12. On an examination of the e-mail annexure upon which Mr. Tasion relies in support of his contention that he instructed his lawyers to file a defence, the e-mail is dated 2nd May 2010. However the time by which a defence was to be filed expired on 8th February 2010 and an extension of time until 24th February 2010 was given by the lawyers for Inchcape. Further, there is no mention in the e-mail of any instruction to file a defence, as deposed. I am not satisfied on the evidence that Mr. Tasion did instruct his lawyers to file a defence as he deposes. Rather, the evidence in this regard in my view, is of a defendant sitting on its rights.
13. There is no explanation as to why Freeway's lawyers did not appear on the hearing of the default judgment application notwithstanding that they had been served with a notice of motion and affidavit in support and were further served with a letter informing them of the date to which the default judgment application had been adjourned.
14. I am not satisfied that the explanation as to why the judgment was allowed to be entered by default is satisfactory.
Timing of application to set aside
15. A setting aside application should be made as soon as possible after it comes to the defendant's knowledge: Rosing v. Ben Shemesh [1960] VicRp 28; [1960] VR 173, North v. Shierlaw (1897) 13 WN (NSW) 163. Any delay in making the application must be satisfactorily explained: Term Sales Pty Ltd v. Joseph (1949) 67 WN (NSW) 44.
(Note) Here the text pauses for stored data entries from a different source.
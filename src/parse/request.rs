use crate::common::header::{CONTENT_LENGTH, Header, HeaderMap, HeaderMapOps, TRANSFER_ENCODING};
use crate::common::method::Method;
use crate::common::request::Request;
use crate::common::version::Version;
use crate::parse::chunked::decode_chunked;
use crate::parse::error::ParsingError;
use crate::parse::line::crlf_line;

/// The maximum size of the request line and headers together.
pub const MAX_HEAD_SIZE: usize = 16 * 1024;

/// The maximum size of a body.
pub const MAX_BODY_SIZE: usize = 3 * 1024 * 1024; // 3 megabytes

/// The result of a decode call.
#[derive(Debug, PartialEq, Eq)]
pub enum Decoded {
    /// Not enough data has arrived for a full request.
    Incomplete,
    /// A full request was decoded and its bytes removed from the buffer.
    Request(Request),
}

/// Decodes requests out of a connection's read buffer. Keeps the parsed head between calls so a body
/// arriving in pieces does not cause the head to be parsed again.
pub struct RequestDecoder {
    head: Option<Head>,
}

/// A parsed request line and headers.
#[derive(Debug)]
struct Head {
    method: Method,
    uri: String,
    version: Version,
    headers: HeaderMap,
    framing: Framing,
    /// Number of bytes the head takes up in the buffer.
    length: usize,
}

/// How the body of a request is delimited.
#[derive(Debug, Copy, Clone)]
enum Framing {
    Empty,
    Length(usize),
    Chunked,
}

impl RequestDecoder {
    /// Creates a new request decoder.
    pub fn new() -> RequestDecoder {
        RequestDecoder { head: None }
    }

    /// Tries decoding one request from the start of the buffer. The bytes of a decoded request are drained from the
    /// buffer, leaving any pipelined requests behind it in place.
    pub fn decode(&mut self, buf: &mut Vec<u8>) -> Result<Decoded, ParsingError> {
        let head = match self.head.take() {
            Some(head) => head,
            None => match decode_head(buf)? {
                Some(head) => head,
                None => return Ok(Decoded::Incomplete)
            }
        };

        let body = match head.framing {
            Framing::Empty => Some((vec![], head.length)),
            Framing::Length(size) if buf.len() >= head.length + size =>
                Some((buf[head.length..head.length + size].to_vec(), head.length + size)),
            Framing::Length(_) => None,
            Framing::Chunked => decode_chunked(buf, head.length, MAX_BODY_SIZE)?
        };

        match body {
            Some((body, end)) => {
                buf.drain(..end);
                let Head { method, uri, version, headers, .. } = head;
                Ok(Decoded::Request(Request { method, uri, version, headers, body }))
            }
            None => {
                self.head = Some(head);
                Ok(Decoded::Incomplete)
            }
        }
    }
}

impl Default for RequestDecoder {
    fn default() -> Self {
        RequestDecoder::new()
    }
}

/// Parses the request line and headers if all of them have arrived.
fn decode_head(buf: &[u8]) -> Result<Option<Head>, ParsingError> {
    let (first_line, mut pos) = match crlf_line(buf, 0)? {
        Some(line) => line,
        None => return incomplete_head(buf.len())
    };
    let (method, uri, version) = parse_first_line(as_str(first_line)?)?;

    let mut headers = HeaderMap::new();
    loop {
        match crlf_line(buf, pos)? {
            Some((line, next)) if line.is_empty() => {
                pos = next;
                break;
            }
            Some((line, next)) => {
                let (header, value) = parse_header(as_str(line)?)?;
                headers.add_header(header, value);
                pos = next;
            }
            None => return incomplete_head(buf.len())
        }
    }

    if pos > MAX_HEAD_SIZE {
        return Err(ParsingError::HeadTooLarge);
    }

    let framing = framing(&headers)?;
    Ok(Some(Head { method, uri, version, headers, framing, length: pos }))
}

/// A head that has not fully arrived is only worth waiting on while it is under the size limit.
fn incomplete_head<T>(buffered: usize) -> Result<Option<T>, ParsingError> {
    if buffered > MAX_HEAD_SIZE {
        Err(ParsingError::HeadTooLarge)
    } else {
        Ok(None)
    }
}

fn as_str(raw: &[u8]) -> Result<&str, ParsingError> {
    std::str::from_utf8(raw).map_err(|_| ParsingError::InvalidUtf8)
}

/// Parses the first line of a request. Verifies the HTTP version and returns the method, URI and version.
fn parse_first_line(line: &str) -> Result<(Method, String, Version), ParsingError> {
    let mut split = line.split(' ');

    let method_raw = split.next().ok_or(ParsingError::BadSyntax)?;
    let uri = split.next().ok_or(ParsingError::BadSyntax)?;
    let version_raw = split.next().ok_or(ParsingError::BadSyntax)?;

    let version = Version::parse(version_raw).ok_or(ParsingError::InvalidHttpVersion)?;
    let method = Method::try_from_str(method_raw).ok_or(ParsingError::UnrecognizedMethod)?;

    Ok((method, uri.to_string(), version))
}

/// Parses a header line, splitting it at the first colon. Whitespace around the value is dropped.
fn parse_header(line: &str) -> Result<(Header, String), ParsingError> {
    let (name, value) = line.split_once(':').ok_or(ParsingError::BadSyntax)?;
    Ok((Header::from(name), value.trim().to_string()))
}

/// Works out how the body is delimited from the content-length and transfer-encoding headers. A request carrying
/// both, or a transfer-encoding other than chunked, is rejected since the body boundary would be ambiguous.
fn framing(headers: &HeaderMap) -> Result<Framing, ParsingError> {
    if headers.contains_key(&TRANSFER_ENCODING) {
        if headers.contains_key(&CONTENT_LENGTH) || !headers.contains_token(&TRANSFER_ENCODING, "chunked") {
            return Err(ParsingError::BadSyntax);
        }
        return Ok(Framing::Chunked);
    }

    if let Some(raw) = headers.get_first_header_value(&CONTENT_LENGTH) {
        let size: usize = raw.parse().map_err(|_| ParsingError::InvalidHeaderValue)?;
        if size > MAX_BODY_SIZE {
            return Err(ParsingError::ContentLengthTooLarge);
        }
        Ok(Framing::Length(size))
    } else {
        Ok(Framing::Empty)
    }
}
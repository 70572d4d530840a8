use crate::common::method::Method;
use crate::router::{PatternError, Router};
use crate::routes::placeholders;

const ROUTES: [(Method, &str); 5] = [
    (Method::GET, "/login"),
    (Method::POST, "/login"),
    (Method::POST, "/logout"),
    (Method::POST, "/register"),
    (Method::GET, "/me"),
];

pub fn routes() -> Result<Router, PatternError> {
    placeholders("auth", &ROUTES)
}
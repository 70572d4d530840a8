use std::io::{Read, Write};
use std::net::{SocketAddr, TcpStream};
use std::time::Duration;

/// A response as read off the socket.
#[derive(Debug, Clone, PartialEq, Eq)]
pub struct RawResponse {
    pub status: u16,
    pub reason: String,
    /// Header names and values in the order they were sent.
    pub headers: Vec<(String, String)>,
    pub body: Vec<u8>,
}

impl RawResponse {
    pub fn header(&self, name: &str) -> Option<&str> {
        self.headers.iter()
            .find(|(header, _)| header.eq_ignore_ascii_case(name))
            .map(|(_, value)| value.as_str())
    }

    pub fn body_str(&self) -> String {
        String::from_utf8_lossy(&self.body).into_owned()
    }

    pub fn json(&self) -> serde_json::Value {
        serde_json::from_slice(&self.body).unwrap()
    }
}

pub fn connect(addr: SocketAddr) -> TcpStream {
    let stream = TcpStream::connect(addr).unwrap();
    stream.set_read_timeout(Some(Duration::from_secs(10))).unwrap();
    stream
}

/// Sends the raw bytes and reads until the server closes the connection. The last request sent should ask for the
/// connection to be closed.
pub fn send_raw(addr: SocketAddr, raw: &[u8]) -> Vec<u8> {
    let mut stream = connect(addr);
    stream.write_all(raw).unwrap();
    let mut output = vec![];
    stream.read_to_end(&mut output).unwrap();
    output
}

/// Sends the requests on one connection and parses every response.
pub fn send(addr: SocketAddr, raw: &str) -> Vec<RawResponse> {
    parse_responses(&send_raw(addr, raw.as_bytes()), false)
}

/// Sends a single request and returns its response.
pub fn send_one(addr: SocketAddr, raw: &str) -> RawResponse {
    let mut responses = send(addr, raw);
    assert_eq!(1, responses.len(), "expected exactly one response");
    responses.remove(0)
}

/// Splits the output of a connection into responses. Bodies are delimited by content-length, unless head_only is
/// set, in which case no response has a body.
pub fn parse_responses(mut output: &[u8], head_only: bool) -> Vec<RawResponse> {
    let mut responses = vec![];
    while !output.is_empty() {
        let head_end = output.windows(4).position(|window| window == b"\r\n\r\n").expect("incomplete response head");
        let head = String::from_utf8(output[..head_end].to_vec()).unwrap();
        let mut lines = head.split("\r\n");

        let status_line = lines.next().unwrap();
        let mut parts = status_line.splitn(3, ' ');
        assert_eq!(Some("HTTP/1.1"), parts.next());
        let status = parts.next().unwrap().parse().unwrap();
        let reason = parts.next().unwrap_or_default().to_string();

        let headers: Vec<(String, String)> = lines
            .map(|line| {
                let (name, value) = line.split_once(": ").unwrap();
                (name.to_string(), value.to_string())
            })
            .collect();

        let length: usize = if head_only {
            0
        } else {
            headers.iter()
                .find(|(name, _)| name == "content-length")
                .map(|(_, value)| value.parse().unwrap())
                .unwrap_or(0)
        };

        let body_start = head_end + 4;
        let body = output[body_start..body_start + length].to_vec();
        output = &output[body_start + length..];

        responses.push(RawResponse { status, reason, headers, body });
    }
    responses
}
use crate::common::method::Method;
use crate::router::{PatternError, Router};
use crate::routes::placeholders;

const ROUTES: [(Method, &str); 5] = [
    (Method::GET, "/mahasiswa"),
    (Method::POST, "/mahasiswa"),
    (Method::GET, "/mahasiswa/:id"),
    (Method::PUT, "/mahasiswa/:id"),
    (Method::DELETE, "/mahasiswa/:id"),
];

pub fn routes() -> Result<Router, PatternError> {
    placeholders("mahasiswa", &ROUTES)
}
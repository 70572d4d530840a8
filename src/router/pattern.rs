use regex::Regex;
use serde_json::{Map, Value};
use thiserror::Error;

/// A problem with a route pattern, found when the route is registered.
#[derive(Error, Debug)]
pub enum PatternError {
    #[error("pattern \"{0}\" does not start with '/'")]
    NotAbsolute(String),
    #[error("pattern \"{0}\" has a parameter without a valid name")]
    InvalidParameter(String),
    #[error(transparent)]
    Regex(#[from] regex::Error),
}

/// A route pattern such as `/mahasiswa/:id`. Literal segments match case-insensitively, `:name` segments match
/// one non-empty path segment, and a trailing slash on the path is ignored.
#[derive(Debug)]
pub struct Pattern {
    source: String,
    names: Vec<String>,
    regex: Regex,
}

impl Pattern {
    pub fn parse(source: &str) -> Result<Pattern, PatternError> {
        if !source.starts_with('/') {
            return Err(PatternError::NotAbsolute(source.to_string()));
        }

        let mut names = vec![];
        let mut regex = String::from("(?i)^");
        for segment in source.trim_end_matches('/').split('/').skip(1) {
            regex.push('/');
            match segment.strip_prefix(':') {
                Some(name) => {
                    if name.is_empty() || !name.chars().all(|c| c.is_ascii_alphanumeric() || c == '_') {
                        return Err(PatternError::InvalidParameter(source.to_string()));
                    }
                    names.push(name.to_string());
                    regex.push_str("([^/]+)");
                }
                None => regex.push_str(&regex::escape(segment)),
            }
        }
        regex.push_str("/?$");

        Ok(Pattern { source: source.to_string(), names, regex: Regex::new(&regex)? })
    }

    /// The pattern as it was registered.
    pub fn as_str(&self) -> &str {
        &self.source
    }

    /// Matches the path against this pattern, capturing the parameters.
    pub fn captures(&self, path: &str) -> Option<Params> {
        let captures = self.regex.captures(path)?;
        let params = self.names.iter()
            .zip(captures.iter().skip(1))
            .filter_map(|(name, value)| Some((name.clone(), value?.as_str().to_string())))
            .collect();
        Some(Params(params))
    }
}

/// Parameters captured from a path, in pattern order. Values are exactly as they appear in the path.
#[derive(Debug, Clone, Default, PartialEq, Eq)]
pub struct Params(Vec<(String, String)>);

impl Params {
    /// Gets the value captured for the named parameter.
    pub fn get(&self, name: &str) -> Option<&str> {
        self.0.iter().find(|(param, _)| param == name).map(|(_, value)| value.as_str())
    }

    pub fn is_empty(&self) -> bool {
        self.0.is_empty()
    }

    pub fn to_json(&self) -> Value {
        Value::Object(self.0.iter()
            .map(|(name, value)| (name.clone(), Value::String(value.clone())))
            .collect::<Map<String, Value>>())
    }
}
16. The order of default judgment was served upon Freeway's lawyers on 12th August 2010. The first notice of motion to set aside the default judgment was filed on 10th September 2010 and an amended notice of motion was filed on 21st September 2010.
17. Counsel for Inchcape submitted that Freeway's notice of motion to set aside was prompted by Inchcape's notice of motion filed 3rd September 2010 seeking leave to file a garnishee notice. That's as may be, however I do not consider a period of just under one month taken to file a notice of motion to set aside, excessive.
Conclusion
18. I am not satisfied that Freeway has shown that it has a defence on the merits and that it has a satisfactory explanation as to why default judgment was allowed to be entered.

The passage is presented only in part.